● Directions for this task: If a line below includes the string "that", copy it.

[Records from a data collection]
──────

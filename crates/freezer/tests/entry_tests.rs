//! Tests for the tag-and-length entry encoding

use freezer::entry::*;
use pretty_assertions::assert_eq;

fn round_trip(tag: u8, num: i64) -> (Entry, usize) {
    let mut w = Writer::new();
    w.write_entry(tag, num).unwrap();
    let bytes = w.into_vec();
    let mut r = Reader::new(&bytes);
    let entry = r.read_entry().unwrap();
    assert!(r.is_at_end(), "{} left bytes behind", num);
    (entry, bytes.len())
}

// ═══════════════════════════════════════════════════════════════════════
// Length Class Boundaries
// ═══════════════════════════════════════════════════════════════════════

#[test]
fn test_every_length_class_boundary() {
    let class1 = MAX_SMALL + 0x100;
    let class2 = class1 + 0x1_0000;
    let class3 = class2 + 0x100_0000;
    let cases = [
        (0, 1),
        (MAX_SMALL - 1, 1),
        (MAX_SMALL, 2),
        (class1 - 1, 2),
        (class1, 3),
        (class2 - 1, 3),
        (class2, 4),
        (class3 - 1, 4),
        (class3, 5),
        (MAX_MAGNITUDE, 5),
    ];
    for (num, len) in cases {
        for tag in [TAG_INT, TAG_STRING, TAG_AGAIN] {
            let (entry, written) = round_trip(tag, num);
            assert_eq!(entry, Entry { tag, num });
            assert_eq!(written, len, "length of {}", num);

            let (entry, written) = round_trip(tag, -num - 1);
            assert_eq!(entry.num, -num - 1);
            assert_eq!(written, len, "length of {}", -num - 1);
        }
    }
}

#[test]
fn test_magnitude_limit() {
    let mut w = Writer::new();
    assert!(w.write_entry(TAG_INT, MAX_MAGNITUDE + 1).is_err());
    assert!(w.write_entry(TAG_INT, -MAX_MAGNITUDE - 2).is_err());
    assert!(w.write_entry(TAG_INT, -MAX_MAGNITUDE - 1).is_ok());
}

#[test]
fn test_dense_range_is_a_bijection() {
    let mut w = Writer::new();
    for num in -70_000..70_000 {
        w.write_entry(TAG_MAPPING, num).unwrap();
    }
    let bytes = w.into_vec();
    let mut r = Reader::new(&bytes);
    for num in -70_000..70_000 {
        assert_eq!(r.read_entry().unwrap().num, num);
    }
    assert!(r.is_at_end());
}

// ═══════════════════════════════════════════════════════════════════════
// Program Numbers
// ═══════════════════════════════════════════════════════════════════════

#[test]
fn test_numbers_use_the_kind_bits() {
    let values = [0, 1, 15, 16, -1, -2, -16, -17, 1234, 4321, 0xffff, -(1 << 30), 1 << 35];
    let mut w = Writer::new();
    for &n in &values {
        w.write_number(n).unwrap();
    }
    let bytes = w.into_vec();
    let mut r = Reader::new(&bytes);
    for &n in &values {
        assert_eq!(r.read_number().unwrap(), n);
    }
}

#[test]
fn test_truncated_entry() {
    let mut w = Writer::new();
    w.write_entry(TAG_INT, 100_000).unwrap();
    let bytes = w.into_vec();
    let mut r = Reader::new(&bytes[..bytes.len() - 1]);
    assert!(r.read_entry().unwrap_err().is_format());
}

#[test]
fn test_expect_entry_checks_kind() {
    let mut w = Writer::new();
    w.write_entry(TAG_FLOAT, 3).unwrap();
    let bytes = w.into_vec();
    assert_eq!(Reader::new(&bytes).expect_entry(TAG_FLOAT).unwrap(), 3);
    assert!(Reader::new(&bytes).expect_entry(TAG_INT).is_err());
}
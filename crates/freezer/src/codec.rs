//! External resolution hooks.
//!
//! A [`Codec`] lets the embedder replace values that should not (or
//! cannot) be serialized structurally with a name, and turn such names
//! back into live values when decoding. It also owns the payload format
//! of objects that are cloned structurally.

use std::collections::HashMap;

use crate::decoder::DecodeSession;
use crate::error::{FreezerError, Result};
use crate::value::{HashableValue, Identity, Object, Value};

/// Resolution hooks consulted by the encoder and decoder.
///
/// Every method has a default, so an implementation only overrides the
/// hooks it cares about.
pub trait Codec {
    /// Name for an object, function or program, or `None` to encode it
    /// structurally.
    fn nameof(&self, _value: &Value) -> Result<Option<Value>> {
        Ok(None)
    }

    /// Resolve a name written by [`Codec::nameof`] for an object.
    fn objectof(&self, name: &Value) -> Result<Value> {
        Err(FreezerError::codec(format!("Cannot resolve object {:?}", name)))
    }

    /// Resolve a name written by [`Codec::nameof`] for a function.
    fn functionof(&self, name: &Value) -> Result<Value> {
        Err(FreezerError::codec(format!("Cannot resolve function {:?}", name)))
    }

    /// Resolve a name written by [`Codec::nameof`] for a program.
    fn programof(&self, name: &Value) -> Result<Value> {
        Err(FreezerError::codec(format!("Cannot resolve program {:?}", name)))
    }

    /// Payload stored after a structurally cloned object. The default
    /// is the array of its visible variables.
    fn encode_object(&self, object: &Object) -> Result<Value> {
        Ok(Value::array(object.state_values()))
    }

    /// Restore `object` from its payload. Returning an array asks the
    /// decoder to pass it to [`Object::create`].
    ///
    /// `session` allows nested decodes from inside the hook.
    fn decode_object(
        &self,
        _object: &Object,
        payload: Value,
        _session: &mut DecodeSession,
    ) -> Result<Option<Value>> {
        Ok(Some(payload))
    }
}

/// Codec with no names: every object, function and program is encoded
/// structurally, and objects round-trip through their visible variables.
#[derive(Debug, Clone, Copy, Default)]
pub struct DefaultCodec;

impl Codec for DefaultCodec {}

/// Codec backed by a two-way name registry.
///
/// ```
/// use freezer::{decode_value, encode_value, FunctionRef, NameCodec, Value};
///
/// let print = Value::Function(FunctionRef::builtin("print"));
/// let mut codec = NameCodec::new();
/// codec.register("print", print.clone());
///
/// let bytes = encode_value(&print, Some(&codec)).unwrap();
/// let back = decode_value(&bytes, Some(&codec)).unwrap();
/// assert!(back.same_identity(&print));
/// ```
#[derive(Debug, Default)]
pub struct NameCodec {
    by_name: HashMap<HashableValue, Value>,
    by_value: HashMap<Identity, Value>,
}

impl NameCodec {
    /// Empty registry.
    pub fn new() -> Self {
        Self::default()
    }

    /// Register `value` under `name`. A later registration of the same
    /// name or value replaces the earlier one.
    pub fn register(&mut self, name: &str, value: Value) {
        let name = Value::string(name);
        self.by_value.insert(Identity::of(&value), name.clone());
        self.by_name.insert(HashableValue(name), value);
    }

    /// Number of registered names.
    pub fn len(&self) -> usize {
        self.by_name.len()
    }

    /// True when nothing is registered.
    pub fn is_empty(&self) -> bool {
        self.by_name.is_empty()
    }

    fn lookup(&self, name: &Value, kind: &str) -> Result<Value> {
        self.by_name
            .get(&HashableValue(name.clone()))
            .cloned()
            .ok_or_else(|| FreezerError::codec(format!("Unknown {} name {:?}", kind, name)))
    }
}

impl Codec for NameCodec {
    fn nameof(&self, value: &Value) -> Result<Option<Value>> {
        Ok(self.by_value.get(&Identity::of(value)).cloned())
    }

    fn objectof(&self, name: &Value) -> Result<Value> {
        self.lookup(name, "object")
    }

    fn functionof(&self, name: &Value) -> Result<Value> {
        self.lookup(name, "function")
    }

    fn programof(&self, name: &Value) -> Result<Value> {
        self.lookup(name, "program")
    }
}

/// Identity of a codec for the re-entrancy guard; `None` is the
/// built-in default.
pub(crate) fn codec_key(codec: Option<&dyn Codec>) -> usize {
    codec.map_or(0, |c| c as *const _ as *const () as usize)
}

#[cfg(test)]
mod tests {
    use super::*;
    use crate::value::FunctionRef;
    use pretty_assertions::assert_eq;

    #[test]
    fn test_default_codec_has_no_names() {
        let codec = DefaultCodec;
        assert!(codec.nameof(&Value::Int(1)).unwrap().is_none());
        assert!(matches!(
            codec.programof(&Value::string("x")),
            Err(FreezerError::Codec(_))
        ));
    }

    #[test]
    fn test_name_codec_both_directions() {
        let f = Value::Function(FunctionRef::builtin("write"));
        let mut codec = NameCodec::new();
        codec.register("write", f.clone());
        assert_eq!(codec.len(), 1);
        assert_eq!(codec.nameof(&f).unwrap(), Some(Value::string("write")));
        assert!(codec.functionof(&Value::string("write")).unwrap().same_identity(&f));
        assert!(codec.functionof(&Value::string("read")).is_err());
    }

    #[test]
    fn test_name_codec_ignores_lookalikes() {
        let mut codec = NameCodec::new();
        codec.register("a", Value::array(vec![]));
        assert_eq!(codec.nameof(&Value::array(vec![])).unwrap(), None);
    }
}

──────

● Task result:
//! A [`Codec`] lets the embedder replace values that should not (or
//! of objects that are cloned structurally.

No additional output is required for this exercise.